目标检测网络根据阶段数主要有one-stage和two-stage两大类。
one-stage:直接通过调整先验框得到预测框 (速度更快)
two-stage:先生成建议框,再通过调整建议框得到预测框 (精度更高)
此前我们已经通过Darknet成功实现了在C++中调用one-stage的网络模型YOLO-V3(☞vs2019使用Darknet调用YOLOV3模型并测试(CPU+GPU))。
Faster-RCNN,是two-stage模型中较为经典的网络,本博客将介绍如何通过使用Libtorch实现在C++中调用 Faster-RCNN进行检测。
本博客使用的源代码是来自于bubbliiiing大佬。具体实现过程为博主自主摸索实现,可能比较笨,但至少是能够实现目标的。仅供大家参考,欢迎大家积极讨论交流。
注意:
faster-rcnn中nms、Roi-pool等操作无法用LIbtorch实现,故无法直接将模型一次导出。
为解决这一问题,可将模型的整体检测代码分为两大部分,分别是可通过libtorch序列化导出的和只能利用C++实现的部分。

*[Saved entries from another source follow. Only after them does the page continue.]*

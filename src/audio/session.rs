use tokio::sync::mpsc;
use tokio::task::JoinHandle;

use super::{CaptureError, CaptureFormat, PcmBuffer, Result, SampleBlock};

/// Источник аудио, который умеет открыть поток захвата.
///
/// Драйвер обязан передавать сэмплы в `sink` из своего callback-а
/// и держать `sink` живым, пока жив `Stream`. Уничтожение `Stream`
/// освобождает устройство.
pub trait InputDevice {
    type Stream;

    fn open(&self, sink: BlockAssembler) -> Result<(Self::Stream, CaptureFormat)>;
}

/// Нарезает поток сэмплов на блоки фиксированного размера и отправляет их в канал.
///
/// Работает в callback-е драйвера: не блокируется и не делает I/O.
/// При уничтожении отправляет неполный хвостовой блок, чтобы
/// ни один сэмпл не потерялся.
pub struct BlockAssembler {
    block_size: usize,
    pending: Vec<f32>,
    tx: mpsc::UnboundedSender<SampleBlock>,
    closed: bool,
}

impl BlockAssembler {
    pub fn new(block_size: usize, tx: mpsc::UnboundedSender<SampleBlock>) -> Self {
        Self {
            block_size,
            pending: Vec::with_capacity(block_size),
            tx,
            closed: false,
        }
    }

    pub fn push(&mut self, samples: &[f32]) {
        self.extend(samples.iter().copied());
    }

    pub fn extend<I: IntoIterator<Item = f32>>(&mut self, samples: I) {
        for sample in samples {
            self.pending.push(sample);
            if self.pending.len() == self.block_size {
                self.emit();
            }
        }
    }

    fn emit(&mut self) {
        let block = std::mem::replace(&mut self.pending, Vec::with_capacity(self.block_size));
        if self.tx.send(SampleBlock::from(block)).is_err() && !self.closed {
            self.closed = true;
            tracing::debug!("block receiver dropped, discarding further audio");
        }
    }
}

impl Drop for BlockAssembler {
    fn drop(&mut self) {
        if !self.pending.is_empty() {
            self.emit();
        }
    }
}

/// Накопитель блоков активной сессии.
#[derive(Debug, Default)]
pub struct BlockAccumulator {
    blocks: Vec<SampleBlock>,
}

impl BlockAccumulator {
    /// O(размер блока), без I/O.
    pub fn append(&mut self, block: SampleBlock) {
        self.blocks.push(block);
    }

    pub fn block_count(&self) -> usize {
        self.blocks.len()
    }

    pub fn flatten(&self) -> PcmBuffer {
        PcmBuffer::from_blocks(&self.blocks)
    }
}

/// Вычитывает канал до закрытия всех отправителей.
async fn drain_blocks(mut rx: mpsc::UnboundedReceiver<SampleBlock>) -> BlockAccumulator {
    let mut acc = BlockAccumulator::default();
    while let Some(block) = rx.recv().await {
        acc.append(block);
    }
    acc
}

/// Результат завершенной сессии: PCM-буфер и частота устройства.
#[derive(Debug, Clone)]
pub struct Recording {
    pub samples: PcmBuffer,
    pub sample_rate: u32,
    pub block_count: usize,
}

/// Активная сессия захвата.
///
/// Владеет живым потоком устройства. `stop` поглощает сессию,
/// поэтому повторная остановка той же сессии невозможна.
pub struct CaptureSession<S> {
    stream: S,
    format: CaptureFormat,
    drain: JoinHandle<BlockAccumulator>,
}

impl<S> CaptureSession<S> {
    /// Открывает устройство и запускает задачу-накопитель.
    ///
    /// Должна вызываться внутри tokio runtime, иначе `NoRuntime` еще до
    /// открытия устройства. При ошибке устройства никакого состояния не
    /// остается: накопитель завершается вместе с закрытым каналом.
    pub fn start<D>(device: &D, block_size: usize) -> Result<Self>
    where
        D: InputDevice<Stream = S>,
    {
        if block_size == 0 {
            return Err(CaptureError::InvalidBlockSize);
        }

        let runtime = tokio::runtime::Handle::try_current()
            .map_err(|e| CaptureError::NoRuntime(e.to_string()))?;

        let (tx, rx) = mpsc::unbounded_channel();
        let drain = runtime.spawn(drain_blocks(rx));
        let (stream, format) = device.open(BlockAssembler::new(block_size, tx))?;

        tracing::info!(
            sample_rate = format.sample_rate,
            channels = format.channels,
            block_size,
            "capture session started"
        );

        Ok(Self {
            stream,
            format,
            drain,
        })
    }

    pub fn sample_rate(&self) -> u32 {
        self.format.sample_rate
    }

    /// Останавливает захват и возвращает склеенный PCM-буфер.
    ///
    /// Поток уничтожается первым: это освобождает устройство и закрывает
    /// канал, после чего накопитель отдает все блоки.
    pub async fn stop(self) -> Result<Recording> {
        let Self {
            stream,
            format,
            drain,
        } = self;
        drop(stream);

        let acc = drain
            .await
            .map_err(|e| CaptureError::Accumulator(e.to_string()))?;
        let samples = acc.flatten();

        tracing::info!(
            samples = samples.len(),
            blocks = acc.block_count(),
            sample_rate = format.sample_rate,
            "capture session stopped"
        );

        Ok(Recording {
            samples,
            sample_rate: format.sample_rate,
            block_count: acc.block_count(),
        })
    }
}

/// Слот "текущей записи" для UI: не более одной активной сессии.
///
/// Остановка без активной сессии - не ошибка, а пустой результат.
pub struct Recorder<D: InputDevice> {
    device: D,
    block_size: usize,
    active: Option<CaptureSession<D::Stream>>,
}

impl<D: InputDevice> Recorder<D> {
    pub fn new(device: D, block_size: usize) -> Self {
        Self {
            device,
            block_size,
            active: None,
        }
    }

    pub fn is_recording(&self) -> bool {
        self.active.is_some()
    }

    pub fn start(&mut self) -> Result<()> {
        if self.active.is_some() {
            return Err(CaptureError::AlreadyRecording);
        }
        let session = CaptureSession::start(&self.device, self.block_size)?;
        self.active = Some(session);
        Ok(())
    }

    pub async fn stop(&mut self) -> Result<Option<Recording>> {
        match self.active.take() {
            Some(session) => session.stop().await.map(Some),
            None => {
                tracing::debug!("stop requested without an active capture session");
                Ok(None)
            }
        }
    }
}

分批次导出可序列化部分,再配合C++端的代码,实现完整检测过程。
1:num_classes
"predict":预测模式
"resnet50":主干特征提取网络
.pth:训练好的模型权值文件
(1)删除网络其他部分,仅保留主干特征提取
(2)修改模型forward()(nets\frcnn中)
(3)序列化模型,保存生成的backbone.pt
**600*750为输入模型的图像尺寸大小**,应根据自身情况设定(通过打断点调试查看输出)
(1)删除网络其他部分,仅保留三次卷积部分
(2)修改模型forward()(nets\frcnn中)
(3)修改rpn中的generate_anchor_base()(rpn.py中)
为方便后续计算,将其输出修改为Tensor类型
(4)修改rpn中的forward()(rpn.py中)
anchor= ....... ,以下的代码全部注释掉(建议框生成部分需在C++中实现)
修改返回参数列表为:rpn_locs, rpn_fg_scores, anchor
(5)修改_enumerate_shifted_anchor()(rpn.py中)
anchor_base已修改为Tensor类型,故对应计算应相应做出调整。
(6)序列化模型,保存生成的rpn.pt
1*1024*38*47为主干特征提取后输出的特征层的size,应根据自身情况设定
(2)修改模型forward()(nets\frcnn中)
(3)修改head中的forward()(classifier.py中)
注释掉ROIPool部分(需利用C++实现),直接假设其输出的结果为head的输入
(4)序列化模型,保存生成的roihead.pt
300*1024*14*14为ROIpool后输出的tensor的size,应根据自身情况设定
const string model_path1 = "backbone.pt";
const string model_path2 = "rpn.pt";
const string model_path3 = "roihead.pt";
torch::jit::script::Module module1, module2, module3;
try
{
module1 = torch::jit::load(model_path1);
module2 = torch::jit::load(model_path2);
module3 = torch::jit::load(model_path3);
}
catch (const c10::Error& e)
{
std::cerr << "模型导入失败..\n";
exit(-1);
}
std::cout << "模型导入成功\n";
module1.eval(); //模型测试模式(关闭bn和dropout)
module2.eval();
module3.eval();
具体过程就是按照python代码,在C++端对应实现,这里我就直接给出,有兴趣的可以具体看看。(求,)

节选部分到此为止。